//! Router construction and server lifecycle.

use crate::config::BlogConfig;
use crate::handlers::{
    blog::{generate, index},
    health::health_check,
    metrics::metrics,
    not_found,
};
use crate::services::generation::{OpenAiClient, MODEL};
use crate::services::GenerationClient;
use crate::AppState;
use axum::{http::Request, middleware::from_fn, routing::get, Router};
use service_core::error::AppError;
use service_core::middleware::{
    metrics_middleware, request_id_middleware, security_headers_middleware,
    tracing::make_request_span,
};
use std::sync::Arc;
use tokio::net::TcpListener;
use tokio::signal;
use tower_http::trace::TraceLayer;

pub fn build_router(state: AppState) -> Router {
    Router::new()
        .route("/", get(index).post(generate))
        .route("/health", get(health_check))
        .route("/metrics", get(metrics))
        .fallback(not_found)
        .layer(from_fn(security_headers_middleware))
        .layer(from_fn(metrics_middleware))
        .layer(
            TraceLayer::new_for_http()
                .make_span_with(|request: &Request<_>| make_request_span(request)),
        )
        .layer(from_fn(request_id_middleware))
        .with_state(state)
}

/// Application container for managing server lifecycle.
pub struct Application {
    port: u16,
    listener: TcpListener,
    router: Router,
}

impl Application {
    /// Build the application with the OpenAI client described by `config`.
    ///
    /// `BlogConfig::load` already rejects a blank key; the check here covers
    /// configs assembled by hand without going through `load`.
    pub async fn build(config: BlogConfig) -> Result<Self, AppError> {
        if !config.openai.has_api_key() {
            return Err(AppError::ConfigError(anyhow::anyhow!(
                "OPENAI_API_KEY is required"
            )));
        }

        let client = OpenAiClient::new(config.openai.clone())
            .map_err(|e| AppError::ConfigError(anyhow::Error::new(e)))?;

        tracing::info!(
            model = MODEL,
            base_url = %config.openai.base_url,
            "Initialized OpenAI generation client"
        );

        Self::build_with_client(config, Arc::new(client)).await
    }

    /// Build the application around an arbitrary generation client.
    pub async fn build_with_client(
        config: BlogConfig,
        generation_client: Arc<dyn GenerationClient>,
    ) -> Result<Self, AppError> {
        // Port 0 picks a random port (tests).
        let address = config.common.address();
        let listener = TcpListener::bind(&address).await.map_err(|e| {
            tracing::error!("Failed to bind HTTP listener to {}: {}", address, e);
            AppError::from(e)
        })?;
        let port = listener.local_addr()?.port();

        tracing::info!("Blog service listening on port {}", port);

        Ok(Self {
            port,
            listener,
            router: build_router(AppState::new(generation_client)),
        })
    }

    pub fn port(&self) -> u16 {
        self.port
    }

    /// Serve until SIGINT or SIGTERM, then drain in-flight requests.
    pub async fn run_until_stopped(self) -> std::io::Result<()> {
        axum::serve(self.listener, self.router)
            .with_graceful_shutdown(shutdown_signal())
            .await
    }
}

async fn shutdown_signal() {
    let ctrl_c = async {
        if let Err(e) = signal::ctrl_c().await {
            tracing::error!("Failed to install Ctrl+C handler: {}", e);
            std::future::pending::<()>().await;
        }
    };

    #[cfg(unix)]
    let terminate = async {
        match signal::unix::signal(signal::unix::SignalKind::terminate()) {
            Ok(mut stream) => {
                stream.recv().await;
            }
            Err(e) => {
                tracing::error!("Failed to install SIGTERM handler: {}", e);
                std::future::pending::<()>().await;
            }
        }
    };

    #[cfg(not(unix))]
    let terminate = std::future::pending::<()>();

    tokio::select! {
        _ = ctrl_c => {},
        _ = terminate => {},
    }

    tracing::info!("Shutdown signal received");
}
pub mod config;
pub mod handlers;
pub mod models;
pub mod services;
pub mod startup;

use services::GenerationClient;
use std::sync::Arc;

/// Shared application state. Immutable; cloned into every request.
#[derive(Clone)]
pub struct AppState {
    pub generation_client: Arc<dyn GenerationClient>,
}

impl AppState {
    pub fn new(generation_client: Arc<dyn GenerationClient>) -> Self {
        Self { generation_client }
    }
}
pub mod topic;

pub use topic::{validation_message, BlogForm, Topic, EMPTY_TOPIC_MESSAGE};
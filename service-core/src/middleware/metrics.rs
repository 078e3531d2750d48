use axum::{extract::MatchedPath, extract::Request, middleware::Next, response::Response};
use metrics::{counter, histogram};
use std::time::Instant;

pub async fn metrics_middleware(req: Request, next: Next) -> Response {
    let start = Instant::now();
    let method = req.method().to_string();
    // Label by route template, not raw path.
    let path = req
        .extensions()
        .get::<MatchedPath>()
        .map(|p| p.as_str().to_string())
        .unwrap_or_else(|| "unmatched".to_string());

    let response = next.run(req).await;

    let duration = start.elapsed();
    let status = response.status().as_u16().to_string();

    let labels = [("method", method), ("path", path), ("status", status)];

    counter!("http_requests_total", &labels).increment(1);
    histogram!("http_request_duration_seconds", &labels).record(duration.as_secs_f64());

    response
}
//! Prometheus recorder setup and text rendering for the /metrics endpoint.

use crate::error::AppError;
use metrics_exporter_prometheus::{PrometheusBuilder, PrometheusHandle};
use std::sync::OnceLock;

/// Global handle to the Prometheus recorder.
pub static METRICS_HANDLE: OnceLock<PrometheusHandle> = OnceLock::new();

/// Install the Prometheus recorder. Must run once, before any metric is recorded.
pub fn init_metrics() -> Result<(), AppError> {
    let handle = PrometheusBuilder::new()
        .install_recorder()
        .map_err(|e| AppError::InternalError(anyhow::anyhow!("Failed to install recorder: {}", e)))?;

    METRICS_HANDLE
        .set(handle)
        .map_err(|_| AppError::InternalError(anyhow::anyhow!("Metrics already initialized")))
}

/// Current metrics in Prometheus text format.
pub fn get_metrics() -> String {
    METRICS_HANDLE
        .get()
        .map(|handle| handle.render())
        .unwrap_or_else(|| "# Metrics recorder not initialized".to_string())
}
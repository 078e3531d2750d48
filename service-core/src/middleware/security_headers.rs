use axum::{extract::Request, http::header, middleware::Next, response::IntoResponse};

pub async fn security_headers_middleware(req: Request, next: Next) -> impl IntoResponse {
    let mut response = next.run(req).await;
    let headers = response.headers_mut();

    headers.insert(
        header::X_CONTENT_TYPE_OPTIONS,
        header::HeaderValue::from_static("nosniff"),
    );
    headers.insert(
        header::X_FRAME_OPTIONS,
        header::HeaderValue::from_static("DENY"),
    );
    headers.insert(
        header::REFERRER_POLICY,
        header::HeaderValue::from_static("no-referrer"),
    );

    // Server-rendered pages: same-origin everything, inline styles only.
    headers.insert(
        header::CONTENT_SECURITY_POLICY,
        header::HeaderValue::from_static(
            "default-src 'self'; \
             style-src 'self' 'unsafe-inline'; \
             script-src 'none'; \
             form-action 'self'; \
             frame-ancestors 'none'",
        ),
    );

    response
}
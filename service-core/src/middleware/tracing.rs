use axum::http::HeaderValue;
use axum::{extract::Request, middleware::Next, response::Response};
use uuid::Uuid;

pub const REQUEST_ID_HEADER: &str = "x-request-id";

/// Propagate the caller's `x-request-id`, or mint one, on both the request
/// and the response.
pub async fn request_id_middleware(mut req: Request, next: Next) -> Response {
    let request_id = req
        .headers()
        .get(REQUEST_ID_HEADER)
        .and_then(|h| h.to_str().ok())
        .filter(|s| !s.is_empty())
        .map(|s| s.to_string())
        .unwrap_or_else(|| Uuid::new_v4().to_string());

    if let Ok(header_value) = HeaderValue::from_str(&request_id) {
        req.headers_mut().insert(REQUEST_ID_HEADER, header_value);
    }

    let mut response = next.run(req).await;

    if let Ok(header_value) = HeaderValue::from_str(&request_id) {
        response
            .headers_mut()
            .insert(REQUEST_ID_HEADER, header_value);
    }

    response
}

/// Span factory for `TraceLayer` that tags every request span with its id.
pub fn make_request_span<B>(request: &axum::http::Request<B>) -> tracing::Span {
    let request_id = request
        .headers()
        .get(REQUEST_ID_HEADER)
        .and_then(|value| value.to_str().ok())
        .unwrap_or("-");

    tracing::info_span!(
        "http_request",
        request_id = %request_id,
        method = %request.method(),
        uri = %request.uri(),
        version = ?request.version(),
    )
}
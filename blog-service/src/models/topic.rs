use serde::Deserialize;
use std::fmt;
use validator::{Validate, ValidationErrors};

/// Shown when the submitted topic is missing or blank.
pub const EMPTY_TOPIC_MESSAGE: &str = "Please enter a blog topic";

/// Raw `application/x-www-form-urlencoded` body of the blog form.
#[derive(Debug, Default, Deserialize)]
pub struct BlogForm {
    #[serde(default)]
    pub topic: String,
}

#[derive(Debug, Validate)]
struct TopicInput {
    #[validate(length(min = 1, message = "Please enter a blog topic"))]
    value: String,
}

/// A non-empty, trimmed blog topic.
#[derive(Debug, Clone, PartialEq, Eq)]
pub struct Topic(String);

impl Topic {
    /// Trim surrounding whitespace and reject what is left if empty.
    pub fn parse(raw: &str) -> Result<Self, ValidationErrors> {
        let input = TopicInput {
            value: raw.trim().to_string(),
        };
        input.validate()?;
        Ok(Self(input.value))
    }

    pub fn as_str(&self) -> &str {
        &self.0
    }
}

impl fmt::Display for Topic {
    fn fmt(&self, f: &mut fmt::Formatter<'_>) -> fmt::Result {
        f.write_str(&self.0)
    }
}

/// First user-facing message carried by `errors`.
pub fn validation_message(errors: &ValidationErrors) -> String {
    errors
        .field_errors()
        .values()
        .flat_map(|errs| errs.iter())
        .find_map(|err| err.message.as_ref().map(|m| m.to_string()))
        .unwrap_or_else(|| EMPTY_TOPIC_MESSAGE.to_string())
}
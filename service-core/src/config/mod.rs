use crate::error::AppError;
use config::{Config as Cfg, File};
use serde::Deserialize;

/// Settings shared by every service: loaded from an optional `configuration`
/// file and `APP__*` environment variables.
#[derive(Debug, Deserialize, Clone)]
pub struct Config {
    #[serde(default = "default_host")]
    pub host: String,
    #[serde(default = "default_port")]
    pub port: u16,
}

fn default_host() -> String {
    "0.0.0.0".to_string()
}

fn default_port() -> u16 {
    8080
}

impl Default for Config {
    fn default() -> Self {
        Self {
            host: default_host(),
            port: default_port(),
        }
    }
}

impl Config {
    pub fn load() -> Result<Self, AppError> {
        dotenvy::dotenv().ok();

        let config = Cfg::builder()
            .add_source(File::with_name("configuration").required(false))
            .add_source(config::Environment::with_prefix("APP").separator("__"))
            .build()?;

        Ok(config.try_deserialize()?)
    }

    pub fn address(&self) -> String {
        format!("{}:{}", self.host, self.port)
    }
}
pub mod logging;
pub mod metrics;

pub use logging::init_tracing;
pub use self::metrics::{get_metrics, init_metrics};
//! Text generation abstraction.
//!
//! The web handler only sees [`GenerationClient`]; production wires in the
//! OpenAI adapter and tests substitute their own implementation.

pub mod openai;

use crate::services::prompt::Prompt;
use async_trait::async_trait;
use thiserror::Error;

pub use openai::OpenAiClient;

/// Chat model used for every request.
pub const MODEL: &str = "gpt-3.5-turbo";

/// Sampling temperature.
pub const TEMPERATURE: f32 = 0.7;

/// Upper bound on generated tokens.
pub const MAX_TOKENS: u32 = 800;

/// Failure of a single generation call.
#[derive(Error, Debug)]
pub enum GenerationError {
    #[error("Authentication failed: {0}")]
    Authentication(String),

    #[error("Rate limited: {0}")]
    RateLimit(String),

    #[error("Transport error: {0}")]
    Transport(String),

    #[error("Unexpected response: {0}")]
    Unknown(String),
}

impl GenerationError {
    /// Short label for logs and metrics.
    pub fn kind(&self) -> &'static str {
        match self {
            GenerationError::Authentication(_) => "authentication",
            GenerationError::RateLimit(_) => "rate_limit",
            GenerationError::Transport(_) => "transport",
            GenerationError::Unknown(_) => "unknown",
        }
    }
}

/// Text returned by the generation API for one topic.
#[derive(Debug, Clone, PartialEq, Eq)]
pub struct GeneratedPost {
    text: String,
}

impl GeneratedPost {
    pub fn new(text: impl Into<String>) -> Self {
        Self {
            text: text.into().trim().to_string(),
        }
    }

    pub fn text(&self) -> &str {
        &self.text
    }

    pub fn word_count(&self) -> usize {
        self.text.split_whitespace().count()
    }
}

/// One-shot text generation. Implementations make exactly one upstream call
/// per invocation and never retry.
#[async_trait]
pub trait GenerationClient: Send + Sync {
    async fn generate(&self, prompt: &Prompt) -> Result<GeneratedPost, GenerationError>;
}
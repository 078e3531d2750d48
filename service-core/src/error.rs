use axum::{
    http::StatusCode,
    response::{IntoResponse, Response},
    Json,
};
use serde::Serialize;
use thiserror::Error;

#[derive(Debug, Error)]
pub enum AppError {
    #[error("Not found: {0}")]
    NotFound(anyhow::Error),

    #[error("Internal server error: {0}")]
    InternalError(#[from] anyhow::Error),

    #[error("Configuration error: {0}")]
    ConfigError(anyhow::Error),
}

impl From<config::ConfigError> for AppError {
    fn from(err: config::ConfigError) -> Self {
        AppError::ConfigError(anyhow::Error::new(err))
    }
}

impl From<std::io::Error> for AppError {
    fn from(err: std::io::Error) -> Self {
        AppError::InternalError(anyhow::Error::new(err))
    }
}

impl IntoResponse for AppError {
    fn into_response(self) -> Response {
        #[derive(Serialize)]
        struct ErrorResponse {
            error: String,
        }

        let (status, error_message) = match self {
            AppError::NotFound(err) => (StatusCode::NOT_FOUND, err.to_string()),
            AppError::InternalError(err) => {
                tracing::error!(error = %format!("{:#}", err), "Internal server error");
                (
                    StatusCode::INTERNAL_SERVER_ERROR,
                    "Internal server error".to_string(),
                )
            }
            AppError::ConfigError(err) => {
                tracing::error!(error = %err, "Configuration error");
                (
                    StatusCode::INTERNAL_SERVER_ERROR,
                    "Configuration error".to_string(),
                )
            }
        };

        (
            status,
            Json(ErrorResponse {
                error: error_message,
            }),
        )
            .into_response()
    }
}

::::::::

** TASK ITEM **
Whenever a line of the data holds the string "Prompt", pick that line out.

** REPLY **
use crate::services::prompt::Prompt;
    async fn generate(&self, prompt: &Prompt) -> Result<GeneratedPost, GenerationError>;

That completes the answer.